UN secretary-general Antonio Guterres warned:

At this critical moment, the international community must confront the stark reality that rising military expenditures are not yielding greater peace but are instead undermining our shared vision for a sustainable future.

Disparity between development and war

The report highlights a massive disparity between “the twin trajectories of rising military budgets and lagging development”.

The authors claim:

In 2024, military budgets surged to $2.7 trillion, the tenth consecutive annual increase. Over the same period, progress on the Sustainable Development Goals faltered.

Only about one in five measurable targets is on track; the annual financing gap is around $4 trillion. Projections indicate that the gap could widen to $6.4 trillion by 2030 if current trends persist.

Global military expenditure up

All reporting regions saw growth military spending, but it was particularly in Europe and the Middle East that expenditure grew:

Globally, military expenditure grew from 2.2 to 2.5 per cent of gross domestic product (GDP) between 2022 and 2024. Europe and the Middle East recorded the sharpest rises.

In Europe, the share of budgetary expenditure on defence increased from 5.9 to 7.3 per cent.
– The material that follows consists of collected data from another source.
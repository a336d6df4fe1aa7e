//! The explicit session context handed to the client.
//!
//! A [`SessionContext`] owns the storage backend and the in-memory copy of
//! the current [`Session`]. `init` loads it, `establish` replaces it, and
//! `teardown` clears every persisted key. `teardown_if` does the same for a
//! specific token only.

use std::sync::{PoisonError, RwLock};

use smartflow_core::{
  request::UpdateRequest,
  session::{Session, StoredPrincipal},
  store::{SessionStore, StorageKey},
};

use crate::{Error, Result};

pub struct SessionContext<S> {
  store:   S,
  current: RwLock<Option<Session>>,
}

impl<S: SessionStore> SessionContext<S> {
  /// Load the persisted session, if any.
  ///
  /// A token without a readable principal (or the reverse) is not a session;
  /// such leftovers are cleared.
  pub async fn init(store: S) -> Result<Self> {
    let token = store.get(StorageKey::AuthToken).await.map_err(Error::storage)?;
    let principal = store.get(StorageKey::Principal).await.map_err(Error::storage)?;

    let session = match (token, principal) {
      (Some(token), Some(raw)) => match serde_json::from_str::<StoredPrincipal>(&raw) {
        Ok(principal) => Some(Session::from_parts(token, principal)),
        Err(e) => {
          tracing::warn!("discarding unreadable stored principal: {e}");
          None
        }
      },
      (None, None) => None,
      _ => {
        tracing::warn!("discarding incomplete stored session");
        None
      }
    };

    let ctx = Self { store, current: RwLock::new(None) };
    match session {
      Some(s) => {
        tracing::debug!(kind = %s.kind, "restored session");
        *ctx.write() = Some(s);
      }
      None => ctx.clear_credentials().await?,
    }
    Ok(ctx)
  }

  fn write(&self) -> std::sync::RwLockWriteGuard<'_, Option<Session>> {
    self.current.write().unwrap_or_else(PoisonError::into_inner)
  }

  pub fn current(&self) -> Option<Session> {
    self.current.read().unwrap_or_else(PoisonError::into_inner).clone()
  }

  pub fn token(&self) -> Option<String> {
    self
      .current
      .read()
      .unwrap_or_else(PoisonError::into_inner)
      .as_ref()
      .map(|s| s.token.clone())
  }

  pub fn is_active(&self) -> bool { self.token().is_some() }

  /// Replace any existing session with `session` and persist it.
  pub async fn establish(&self, session: Session) -> Result<()> {
    self.teardown().await?;
    let principal =
      serde_json::to_string(&session.principal()).map_err(smartflow_core::Error::from)?;
    self
      .store
      .put(StorageKey::Principal, principal)
      .await
      .map_err(Error::storage)?;
    self
      .store
      .put(StorageKey::AuthToken, session.token.clone())
      .await
      .map_err(Error::storage)?;
    tracing::info!(kind = %session.kind, id = %session.profile.identifier, "session established");
    *self.write() = Some(session);
    Ok(())
  }

  /// Forget the session and remove every persisted key.
  pub async fn teardown(&self) -> Result<()> {
    if self.write().take().is_some() {
      tracing::info!("session torn down");
    }
    self.store.remove(&StorageKey::ALL).await.map_err(Error::storage)
  }

  /// Tear down only while `token` is still the current token; returns
  /// whether it was.
  pub async fn teardown_if(&self, token: &str) -> Result<bool> {
    {
      let mut current = self.write();
      if current.as_ref().is_none_or(|s| s.token != token) {
        return Ok(false);
      }
      *current = None;
    }
    tracing::info!("session torn down");
    self.store.remove(&StorageKey::ALL).await.map_err(Error::storage)?;
    Ok(true)
  }

  async fn clear_credentials(&self) -> Result<()> {
    self
      .store
      .remove(&[StorageKey::AuthToken, StorageKey::Principal])
      .await
      .map_err(Error::storage)
  }

  /// Persist the raw request list last fetched from the server.
  pub async fn cache_requests(&self, requests: &[UpdateRequest]) -> Result<()> {
    let raw = serde_json::to_string(requests).map_err(smartflow_core::Error::from)?;
    self
      .store
      .put(StorageKey::RequestCache, raw)
      .await
      .map_err(Error::storage)
  }

  /// The cached request list; empty when nothing is cached or the cache is
  /// unreadable.
  pub async fn cached_requests(&self) -> Result<Vec<UpdateRequest>> {
    let Some(raw) = self
      .store
      .get(StorageKey::RequestCache)
      .await
      .map_err(Error::storage)?
    else {
      return Ok(Vec::new());
    };
    Ok(serde_json::from_str(&raw).unwrap_or_else(|e| {
      tracing::warn!("ignoring unreadable request cache: {e}");
      Vec::new()
    }))
  }

  pub fn store(&self) -> &S { &self.store }
}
The Middle East saw military expenditure move up from 3.6 to 4.0 per cent of GDP.

But the UN said figures for Africa highlight major “asymmetries in both power and exposure to the impacts of militarization”:

African countries collectively account for just 1.9 per cent of total world military expenditure, despite representing about a quarter of United Nations Member States and nearly 20 per cent of the world’s population.

Drivers in global military expenditure

The UN report paints a bleak picture of global politics, in which a mix of conventional and civil wars and inter-state conflicts “have spurred higher outlays on militaries”:

Other drivers are intensifying great power competition and the persistence of organized crime and terrorism, which have heightened both actual and perceived threats.

The explosive nature of current world politics mean that governments are “increasingly defaulting to military responses, with the military-industrial complex benefiting from expanded demand”.

This is made worse because “arms control architecture has weakened”.

The march to war?

For the UN, the fundamental lesson is that the spike in military budgets isn’t solving global insecurity:

Global security continues to deteriorate, calling into question the effectiveness of ever greater military budgets as a path to lasting peace.

The report drew on figures from the Stockholm International Peace Research Institute (SIPRI).

In 2025, UK PM Sir Keir Starmer committed to a strategy of so-called ‘military Keynesianism’ – using military spending to drive the UK economy – in a speech at a Scottish shipyard.

Commenting in July, NGO Action on Armed Violence (AOAV) called the plans “a troubling embrace of militarism as both industrial policy and social glue”.